* **Supplied entries**
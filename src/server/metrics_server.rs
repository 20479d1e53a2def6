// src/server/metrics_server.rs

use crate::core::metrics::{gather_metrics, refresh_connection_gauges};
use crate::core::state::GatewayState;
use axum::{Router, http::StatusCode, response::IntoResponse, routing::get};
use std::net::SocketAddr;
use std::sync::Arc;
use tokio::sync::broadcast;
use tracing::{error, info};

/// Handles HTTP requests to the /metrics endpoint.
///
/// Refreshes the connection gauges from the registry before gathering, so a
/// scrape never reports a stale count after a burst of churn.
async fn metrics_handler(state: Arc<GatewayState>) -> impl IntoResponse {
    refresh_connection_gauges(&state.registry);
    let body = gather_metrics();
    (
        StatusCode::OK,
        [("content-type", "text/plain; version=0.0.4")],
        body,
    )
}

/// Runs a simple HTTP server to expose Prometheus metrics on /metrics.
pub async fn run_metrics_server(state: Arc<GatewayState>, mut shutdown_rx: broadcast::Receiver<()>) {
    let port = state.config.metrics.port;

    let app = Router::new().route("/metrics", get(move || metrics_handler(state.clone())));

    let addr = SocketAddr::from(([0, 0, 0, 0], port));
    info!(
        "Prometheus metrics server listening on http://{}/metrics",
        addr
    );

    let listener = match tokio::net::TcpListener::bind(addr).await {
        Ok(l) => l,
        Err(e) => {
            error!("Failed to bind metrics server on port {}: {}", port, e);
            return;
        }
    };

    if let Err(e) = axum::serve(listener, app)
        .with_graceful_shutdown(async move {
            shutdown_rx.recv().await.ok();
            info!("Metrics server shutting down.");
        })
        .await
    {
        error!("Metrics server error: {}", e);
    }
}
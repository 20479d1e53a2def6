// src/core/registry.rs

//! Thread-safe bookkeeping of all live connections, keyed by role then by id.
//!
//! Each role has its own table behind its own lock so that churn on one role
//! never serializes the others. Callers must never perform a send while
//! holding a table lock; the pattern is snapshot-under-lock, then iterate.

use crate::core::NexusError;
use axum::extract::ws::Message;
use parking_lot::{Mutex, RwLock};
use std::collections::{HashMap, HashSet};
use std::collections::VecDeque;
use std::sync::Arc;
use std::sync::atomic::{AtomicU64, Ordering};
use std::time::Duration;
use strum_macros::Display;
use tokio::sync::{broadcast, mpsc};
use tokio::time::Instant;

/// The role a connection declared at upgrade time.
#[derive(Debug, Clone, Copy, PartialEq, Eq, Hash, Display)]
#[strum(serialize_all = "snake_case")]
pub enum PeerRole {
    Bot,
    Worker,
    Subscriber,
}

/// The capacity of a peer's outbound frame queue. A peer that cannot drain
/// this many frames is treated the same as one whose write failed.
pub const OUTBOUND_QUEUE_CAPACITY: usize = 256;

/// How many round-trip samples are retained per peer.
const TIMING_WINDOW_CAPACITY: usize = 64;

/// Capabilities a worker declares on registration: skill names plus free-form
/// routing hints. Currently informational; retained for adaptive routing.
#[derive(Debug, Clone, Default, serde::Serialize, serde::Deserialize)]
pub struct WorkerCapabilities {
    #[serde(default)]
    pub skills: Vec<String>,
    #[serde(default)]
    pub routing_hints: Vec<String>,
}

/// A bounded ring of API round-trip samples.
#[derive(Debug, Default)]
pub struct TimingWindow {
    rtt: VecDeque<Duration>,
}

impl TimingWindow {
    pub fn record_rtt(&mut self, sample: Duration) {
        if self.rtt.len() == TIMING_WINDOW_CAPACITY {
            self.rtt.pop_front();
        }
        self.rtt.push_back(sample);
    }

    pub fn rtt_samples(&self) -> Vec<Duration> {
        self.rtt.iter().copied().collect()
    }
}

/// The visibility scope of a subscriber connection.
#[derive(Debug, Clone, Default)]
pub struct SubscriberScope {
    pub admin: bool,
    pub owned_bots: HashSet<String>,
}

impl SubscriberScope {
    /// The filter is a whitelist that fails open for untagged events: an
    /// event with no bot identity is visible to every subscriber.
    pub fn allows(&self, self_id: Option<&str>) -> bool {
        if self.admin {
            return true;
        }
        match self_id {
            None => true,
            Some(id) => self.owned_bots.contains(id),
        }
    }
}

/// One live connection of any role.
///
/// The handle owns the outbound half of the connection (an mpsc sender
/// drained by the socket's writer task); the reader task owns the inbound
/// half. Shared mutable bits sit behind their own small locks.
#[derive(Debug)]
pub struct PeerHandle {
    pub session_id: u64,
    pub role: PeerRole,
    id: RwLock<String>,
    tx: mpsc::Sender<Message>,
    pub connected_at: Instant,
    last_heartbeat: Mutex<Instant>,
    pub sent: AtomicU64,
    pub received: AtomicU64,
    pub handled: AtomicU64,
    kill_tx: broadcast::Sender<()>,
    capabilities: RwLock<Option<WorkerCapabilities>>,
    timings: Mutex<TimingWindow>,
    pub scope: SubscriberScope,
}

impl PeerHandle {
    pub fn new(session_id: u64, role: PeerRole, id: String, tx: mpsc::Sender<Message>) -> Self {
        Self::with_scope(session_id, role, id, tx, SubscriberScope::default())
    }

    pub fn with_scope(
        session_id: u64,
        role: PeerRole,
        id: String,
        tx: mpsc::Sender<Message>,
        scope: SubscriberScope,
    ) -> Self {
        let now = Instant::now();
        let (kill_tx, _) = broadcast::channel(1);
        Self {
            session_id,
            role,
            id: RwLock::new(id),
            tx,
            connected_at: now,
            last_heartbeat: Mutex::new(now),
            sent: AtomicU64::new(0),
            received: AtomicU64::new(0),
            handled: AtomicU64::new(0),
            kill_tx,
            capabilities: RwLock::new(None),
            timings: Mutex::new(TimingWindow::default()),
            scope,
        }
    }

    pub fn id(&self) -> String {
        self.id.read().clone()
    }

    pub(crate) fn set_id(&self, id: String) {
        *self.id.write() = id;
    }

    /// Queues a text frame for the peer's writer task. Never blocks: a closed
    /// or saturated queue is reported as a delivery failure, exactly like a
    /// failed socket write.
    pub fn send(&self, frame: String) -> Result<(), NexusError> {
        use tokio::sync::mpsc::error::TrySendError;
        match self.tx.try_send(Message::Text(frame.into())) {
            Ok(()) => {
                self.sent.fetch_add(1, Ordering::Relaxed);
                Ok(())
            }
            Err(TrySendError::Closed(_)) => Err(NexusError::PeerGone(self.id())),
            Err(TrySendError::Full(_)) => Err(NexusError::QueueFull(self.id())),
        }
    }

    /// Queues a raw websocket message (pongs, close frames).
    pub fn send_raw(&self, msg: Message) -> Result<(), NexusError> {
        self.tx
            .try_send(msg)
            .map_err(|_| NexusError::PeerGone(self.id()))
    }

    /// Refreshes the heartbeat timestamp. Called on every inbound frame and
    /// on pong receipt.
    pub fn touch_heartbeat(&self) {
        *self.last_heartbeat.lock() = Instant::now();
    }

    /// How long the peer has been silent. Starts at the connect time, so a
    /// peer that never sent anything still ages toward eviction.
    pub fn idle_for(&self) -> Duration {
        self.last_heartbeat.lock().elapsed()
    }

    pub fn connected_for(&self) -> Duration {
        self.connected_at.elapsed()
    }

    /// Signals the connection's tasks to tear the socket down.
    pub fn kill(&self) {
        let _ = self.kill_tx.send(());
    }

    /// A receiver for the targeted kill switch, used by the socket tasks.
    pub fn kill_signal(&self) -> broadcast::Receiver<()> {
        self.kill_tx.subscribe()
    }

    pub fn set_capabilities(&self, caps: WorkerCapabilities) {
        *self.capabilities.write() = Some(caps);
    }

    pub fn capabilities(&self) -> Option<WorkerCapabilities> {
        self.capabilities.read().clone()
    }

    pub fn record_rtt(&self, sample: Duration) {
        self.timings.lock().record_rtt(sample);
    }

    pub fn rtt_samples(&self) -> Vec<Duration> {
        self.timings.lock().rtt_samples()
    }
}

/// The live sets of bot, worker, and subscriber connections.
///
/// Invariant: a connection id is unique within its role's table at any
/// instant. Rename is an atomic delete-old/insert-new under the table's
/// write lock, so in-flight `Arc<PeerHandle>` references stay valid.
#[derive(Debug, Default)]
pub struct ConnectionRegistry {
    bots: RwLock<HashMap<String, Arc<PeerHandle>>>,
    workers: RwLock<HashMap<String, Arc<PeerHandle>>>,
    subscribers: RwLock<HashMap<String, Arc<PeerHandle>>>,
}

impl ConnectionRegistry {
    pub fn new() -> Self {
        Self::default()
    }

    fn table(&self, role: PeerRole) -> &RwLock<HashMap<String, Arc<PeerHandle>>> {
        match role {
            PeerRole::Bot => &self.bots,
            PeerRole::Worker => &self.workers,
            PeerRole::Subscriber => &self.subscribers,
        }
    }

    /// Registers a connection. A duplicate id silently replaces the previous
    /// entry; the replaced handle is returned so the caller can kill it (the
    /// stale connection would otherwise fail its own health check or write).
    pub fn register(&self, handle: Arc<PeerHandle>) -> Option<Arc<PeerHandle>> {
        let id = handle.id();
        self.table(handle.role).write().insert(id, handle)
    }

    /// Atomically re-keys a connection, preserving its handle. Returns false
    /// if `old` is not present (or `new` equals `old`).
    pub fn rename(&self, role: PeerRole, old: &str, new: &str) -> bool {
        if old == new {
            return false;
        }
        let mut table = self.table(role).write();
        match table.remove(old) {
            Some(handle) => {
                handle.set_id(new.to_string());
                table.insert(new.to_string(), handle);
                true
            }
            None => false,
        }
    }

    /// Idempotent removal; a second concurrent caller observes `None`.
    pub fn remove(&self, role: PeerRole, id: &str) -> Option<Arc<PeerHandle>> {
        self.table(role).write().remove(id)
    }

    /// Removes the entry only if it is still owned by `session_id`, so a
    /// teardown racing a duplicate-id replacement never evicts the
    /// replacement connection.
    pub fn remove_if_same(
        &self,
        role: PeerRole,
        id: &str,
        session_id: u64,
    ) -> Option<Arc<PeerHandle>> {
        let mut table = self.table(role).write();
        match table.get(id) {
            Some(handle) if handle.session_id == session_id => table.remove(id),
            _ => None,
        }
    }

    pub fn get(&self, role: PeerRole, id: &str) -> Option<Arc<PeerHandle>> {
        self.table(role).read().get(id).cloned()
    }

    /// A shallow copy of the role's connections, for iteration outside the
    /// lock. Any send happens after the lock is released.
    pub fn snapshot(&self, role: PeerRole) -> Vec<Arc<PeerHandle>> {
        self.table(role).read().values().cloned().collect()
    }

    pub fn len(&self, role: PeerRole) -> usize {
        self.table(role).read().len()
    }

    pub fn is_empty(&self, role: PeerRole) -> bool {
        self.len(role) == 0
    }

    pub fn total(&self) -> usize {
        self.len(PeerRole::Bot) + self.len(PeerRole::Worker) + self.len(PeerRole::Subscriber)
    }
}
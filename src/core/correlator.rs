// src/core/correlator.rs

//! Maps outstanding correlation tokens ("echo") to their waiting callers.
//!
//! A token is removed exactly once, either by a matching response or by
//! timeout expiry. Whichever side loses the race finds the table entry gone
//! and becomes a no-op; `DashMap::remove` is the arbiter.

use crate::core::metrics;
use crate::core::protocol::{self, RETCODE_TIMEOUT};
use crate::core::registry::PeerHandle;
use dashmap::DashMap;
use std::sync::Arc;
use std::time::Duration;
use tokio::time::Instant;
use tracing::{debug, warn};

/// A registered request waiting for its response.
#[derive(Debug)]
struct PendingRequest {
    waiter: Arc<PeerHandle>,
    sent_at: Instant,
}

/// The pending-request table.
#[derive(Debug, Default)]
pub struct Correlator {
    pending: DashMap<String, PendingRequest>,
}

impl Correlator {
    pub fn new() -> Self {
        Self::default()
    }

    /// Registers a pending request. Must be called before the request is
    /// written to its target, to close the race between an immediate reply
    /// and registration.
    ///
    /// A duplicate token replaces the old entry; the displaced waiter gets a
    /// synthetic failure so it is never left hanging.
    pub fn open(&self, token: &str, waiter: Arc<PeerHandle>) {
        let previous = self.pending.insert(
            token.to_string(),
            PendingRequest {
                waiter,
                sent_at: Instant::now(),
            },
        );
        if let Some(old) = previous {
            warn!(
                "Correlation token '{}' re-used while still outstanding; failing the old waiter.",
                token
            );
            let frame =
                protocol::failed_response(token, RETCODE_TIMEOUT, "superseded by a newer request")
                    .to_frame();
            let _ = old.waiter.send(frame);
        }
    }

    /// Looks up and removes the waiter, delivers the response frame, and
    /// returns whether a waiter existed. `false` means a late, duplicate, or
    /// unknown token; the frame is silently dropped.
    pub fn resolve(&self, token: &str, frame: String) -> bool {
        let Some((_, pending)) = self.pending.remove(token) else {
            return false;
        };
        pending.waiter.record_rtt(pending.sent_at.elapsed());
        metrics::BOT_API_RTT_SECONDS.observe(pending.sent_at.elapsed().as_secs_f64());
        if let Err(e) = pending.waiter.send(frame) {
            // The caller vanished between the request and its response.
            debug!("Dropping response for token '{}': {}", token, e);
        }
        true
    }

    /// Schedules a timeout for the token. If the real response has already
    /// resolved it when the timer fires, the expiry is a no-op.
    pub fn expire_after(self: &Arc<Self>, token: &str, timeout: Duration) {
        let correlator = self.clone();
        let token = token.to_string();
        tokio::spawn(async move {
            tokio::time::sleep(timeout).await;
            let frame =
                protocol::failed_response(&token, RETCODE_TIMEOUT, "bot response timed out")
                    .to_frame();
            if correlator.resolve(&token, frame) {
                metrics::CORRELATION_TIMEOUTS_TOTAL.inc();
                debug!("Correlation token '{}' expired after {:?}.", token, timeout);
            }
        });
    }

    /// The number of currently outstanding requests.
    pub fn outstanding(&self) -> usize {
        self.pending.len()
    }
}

* **What you should do**
Repeat exactly the lines of the material above, taking the first line, the line with "if let Err(e) = axum::serve(listener, app)", and every line between them.

* **Result below**
filename src/server/metrics_server.rs
repository 20479d1e53a2def6
// src/server/metrics_server.rs

use crate::core::metrics::{gather_metrics, refresh_connection_gauges};
use crate::core::state::GatewayState;
use axum::{Router, http::StatusCode, response::IntoResponse, routing::get};
use std::net::SocketAddr;
use std::sync::Arc;
use tokio::sync::broadcast;
use tracing::{error, info};

/// Handles HTTP requests to the /metrics endpoint.
///
/// Refreshes the connection gauges from the registry before gathering, so a
/// scrape never reports a stale count after a burst of churn.
async fn metrics_handler(state: Arc<GatewayState>) -> impl IntoResponse {
    refresh_connection_gauges(&state.registry);
    let body = gather_metrics();
    (
        StatusCode::OK,
        [("content-type", "text/plain; version=0.0.4")],
        body,
    )
}

/// Runs a simple HTTP server to expose Prometheus metrics on /metrics.
pub async fn run_metrics_server(state: Arc<GatewayState>, mut shutdown_rx: broadcast::Receiver<()>) {
    let port = state.config.metrics.port;

    let app = Router::new().route("/metrics", get(move || metrics_handler(state.clone())));

    let addr = SocketAddr::from(([0, 0, 0, 0], port));
    info!(
        "Prometheus metrics server listening on http://{}/metrics",
        addr
    );

    let listener = match tokio::net::TcpListener::bind(addr).await {
        Ok(l) => l,
        Err(e) => {
            error!("Failed to bind metrics server on port {}: {}", port, e);
            return;
        }
    };

    if let Err(e) = axum::serve(listener, app)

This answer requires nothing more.